MishaRussians cherish the issues of Kvant, a famous Soviet monthly magazine for high-school students devoted to math and physics. At its peak its circulation was about 300,000, which is unparalleled for a children’s science journal. I still have my old childhood issues somewhere in my basement. But one issue is very special: it has a prominent place in my office. I didn’t receive it by subscription; I received it as a gift from my brother Misha.

Strictly speaking Misha is not my brother, but rather a half-brother. His full name is Mikhail Khovanov and he is a math professor at Columbia. The signed issue he gave me contains his math problem published in the journal. He invented this problem when he was a 10th grader. Here it is:

In a convex n-gon (n > 4), no three diagonals are concurrent (intersect at the same point). What is the maximum number of the diagonals that can be drawn inside this polygon so that all the parts they divide into are triangles?

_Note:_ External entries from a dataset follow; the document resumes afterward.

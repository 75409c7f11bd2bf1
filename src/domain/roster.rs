// ==========================================
// 学校课表排课系统 - 花名册领域模型
// ==========================================
// 班级 / 教师 / 科目，由外部花名册系统维护
// 排课核心只读，不做增删改
// ==========================================

use crate::domain::types::{ClassGroupId, SubjectId, TeacherId};
use serde::{Deserialize, Serialize};
use std::collections::BTreeSet;

// ==========================================
// ClassGroup - 班级
// ==========================================
#[derive(Debug, Clone, PartialEq, Eq, Serialize, Deserialize)]
pub struct ClassGroup {
    pub id: ClassGroupId,
    pub name: String,         // 例如 "10A"
    pub grade: Option<i32>,   // 年级，例如 10
}

// ==========================================
// Teacher - 教师
// ==========================================
// 资质为科目标识集合（不是科目名称）
#[derive(Debug, Clone, PartialEq, Eq, Serialize, Deserialize)]
pub struct Teacher {
    pub id: TeacherId,
    pub name: String,
    pub subject_ids: BTreeSet<SubjectId>, // 可任教科目
}

impl Teacher {
    /// 是否具备某科目的任教资质
    ///
    /// 资质集合为空的教师不能任教任何科目
    pub fn is_qualified_for(&self, subject_id: SubjectId) -> bool {
        self.subject_ids.contains(&subject_id)
    }
}

// ==========================================
// Subject - 科目
// ==========================================
#[derive(Debug, Clone, PartialEq, Eq, Serialize, Deserialize)]
pub struct Subject {
    pub id: SubjectId,
    pub name: String,
    pub hours_per_week: u32, // 每周课时目标（每个修读班级）
}
// ==========================================
// 日志系统初始化
// ==========================================
// 使用 tracing 和 tracing-subscriber
// - 日志写 stderr，stdout 只留给命令行的 JSON 输出
// - 输出格式: text（默认）或 json，由 SCHOOL_TIMETABLE_LOG_FORMAT 选择
// - 过滤规则: RUST_LOG，未设置时本 crate 记 info、依赖库记 warn
// ==========================================

use std::io;
use tracing_subscriber::{fmt, EnvFilter};

/// 日志格式环境变量
pub const LOG_FORMAT_ENV: &str = "SCHOOL_TIMETABLE_LOG_FORMAT";

/// 未设置 RUST_LOG 时的过滤规则
pub const DEFAULT_FILTER: &str = "warn,school_timetable=info";

/// 日志输出格式
#[derive(Debug, Clone, Copy, PartialEq, Eq)]
pub enum LogFormat {
    Text,
    Json, // 每个事件一行 JSON，便于日志采集
}

impl LogFormat {
    /// 解析格式名（大小写不敏感，空串视为 text）
    pub fn parse(raw: &str) -> Option<Self> {
        match raw.trim().to_ascii_lowercase().as_str() {
            "" | "text" => Some(Self::Text),
            "json" => Some(Self::Json),
            _ => None,
        }
    }
}

/// 初始化日志系统
///
/// # 环境变量
/// - RUST_LOG: 日志级别过滤器（默认: `warn,school_timetable=info`）
/// - SCHOOL_TIMETABLE_LOG_FORMAT: `text` / `json`，无法识别时回退为 text
///
/// # 示例
/// ```no_run
/// use school_timetable::logging;
/// logging::init();
/// ```
pub fn init() {
    let filter = EnvFilter::try_from_default_env().unwrap_or_else(|_| EnvFilter::new(DEFAULT_FILTER));
    let raw_format = std::env::var(LOG_FORMAT_ENV).ok();
    let format = match raw_format.as_deref() {
        Some(raw) => LogFormat::parse(raw),
        None => Some(LogFormat::Text),
    };

    let builder = fmt()
        .with_env_filter(filter)
        .with_writer(io::stderr)
        .with_target(true)
        .with_line_number(true);
    match format.unwrap_or(LogFormat::Text) {
        LogFormat::Text => builder.init(),
        LogFormat::Json => builder.json().flatten_event(true).init(),
    }

    if format.is_none() {
        tracing::warn!(value = ?raw_format, "{} 无法识别，日志格式回退为 text", LOG_FORMAT_ENV);
    }
}

/// 初始化测试环境的日志系统
///
/// 使用更详细的日志级别，便于调试
pub fn init_test() {
    let _ = fmt()
        .with_env_filter(EnvFilter::new("debug"))
        .with_test_writer()
        .try_init();
}
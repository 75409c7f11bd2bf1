// ==========================================
// 学校课表排课系统 - 课表变更事件
// ==========================================
// 职责: 定义课表变更事件发布 trait
// 说明: 排课核心定义 trait，外部协作方（公告、通知等）实现
// ==========================================

use crate::domain::schedule::ScheduleEntry;
use crate::domain::types::{ClassGroupId, EntryId, TeacherId};
use serde::{Deserialize, Serialize};
use std::error::Error;
use std::sync::Arc;

// ==========================================
// 事件类型
// ==========================================

/// 课表变更类型
#[derive(Debug, Clone, Copy, PartialEq, Eq, Serialize, Deserialize)]
#[serde(rename_all = "SCREAMING_SNAKE_CASE")]
pub enum TimetableEventType {
    /// 人工新增条目
    EntryCreated,
    /// 自动排课新增条目
    EntriesGenerated,
    /// 删除条目
    EntryDeleted,
}

impl TimetableEventType {
    pub fn as_str(&self) -> &str {
        match self {
            TimetableEventType::EntryCreated => "EntryCreated",
            TimetableEventType::EntriesGenerated => "EntriesGenerated",
            TimetableEventType::EntryDeleted => "EntryDeleted",
        }
    }
}

/// 课表变更事件
#[derive(Debug, Clone, PartialEq, Eq, Serialize, Deserialize)]
pub struct TimetableEvent {
    pub event_type: TimetableEventType,
    /// 受影响条目
    pub entry_ids: Vec<EntryId>,
    /// 受影响班级（去重、升序）
    pub class_group_ids: Vec<ClassGroupId>,
    /// 受影响教师（去重、升序）
    pub teacher_ids: Vec<TeacherId>,
}

impl TimetableEvent {
    /// 由条目列表汇总受影响范围
    pub fn from_entries<'a>(
        event_type: TimetableEventType,
        entries: impl IntoIterator<Item = &'a ScheduleEntry>,
    ) -> Self {
        let mut entry_ids = Vec::new();
        let mut class_group_ids = Vec::new();
        let mut teacher_ids = Vec::new();
        for entry in entries {
            entry_ids.push(entry.id.clone());
            class_group_ids.push(entry.class_group_id);
            teacher_ids.push(entry.teacher_id);
        }
        class_group_ids.sort_unstable();
        class_group_ids.dedup();
        teacher_ids.sort_unstable();
        teacher_ids.dedup();
        Self {
            event_type,
            entry_ids,
            class_group_ids,
            teacher_ids,
        }
    }
}

// ==========================================
// 事件发布 Trait
// ==========================================

/// 课表事件发布者
pub trait TimetableEventPublisher: Send + Sync {
    /// 发布事件
    ///
    /// # 返回
    /// - `Ok(task_id)`: 下游任务 ID（如果支持）或空字符串
    /// - `Err`: 发布失败
    fn publish(&self, event: TimetableEvent) -> Result<String, Box<dyn Error + Send + Sync>>;
}

/// 空操作事件发布者（单元测试或无下游时使用）
#[derive(Debug, Clone, Default)]
pub struct NoOpEventPublisher;

impl TimetableEventPublisher for NoOpEventPublisher {
    fn publish(&self, event: TimetableEvent) -> Result<String, Box<dyn Error + Send + Sync>> {
        tracing::debug!(
            "NoOpEventPublisher: 跳过事件发布 - event_type={}, entries={}",
            event.event_type.as_str(),
            event.entry_ids.len()
        );
        Ok(String::new())
    }
}

/// 可选的事件发布者包装
pub struct OptionalEventPublisher {
    inner: Option<Arc<dyn TimetableEventPublisher>>,
}

impl OptionalEventPublisher {
    pub fn with_publisher(publisher: Arc<dyn TimetableEventPublisher>) -> Self {
        Self {
            inner: Some(publisher),
        }
    }

    pub fn none() -> Self {
        Self { inner: None }
    }

    /// 发布事件（如果有发布者）
    pub fn publish(&self, event: TimetableEvent) -> Result<String, Box<dyn Error + Send + Sync>> {
        match &self.inner {
            Some(publisher) => publisher.publish(event),
            None => {
                tracing::debug!(
                    "OptionalEventPublisher: 未配置发布者，跳过事件 - event_type={}",
                    event.event_type.as_str()
                );
                Ok(String::new())
            }
        }
    }
}

impl Default for OptionalEventPublisher {
    fn default() -> Self {
        Self::none()
    }
}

He designed other problems while he was in high school. All of them are geometrical in nature. The journal is available online, and a separate document with all the math problems is also available (in Russian). His problems are M1038, M1103, M1108 (above), M1119, M1153, M1204. I like his other problems too. M1153 (below) is the shortest problem on his list: as usual I am guided by my laziness.

What’s the greatest number of turns that a rook’s Hamiltonian cycle through every cell on an 8 by 8 chessboard can contain?

I wanted to accompany this post with a picture of my brother at the age he was when he invented these problems—about 16. Unfortunately, I don’t have a quality picture from that period. I do have a picture that is slightly off: by about ten years.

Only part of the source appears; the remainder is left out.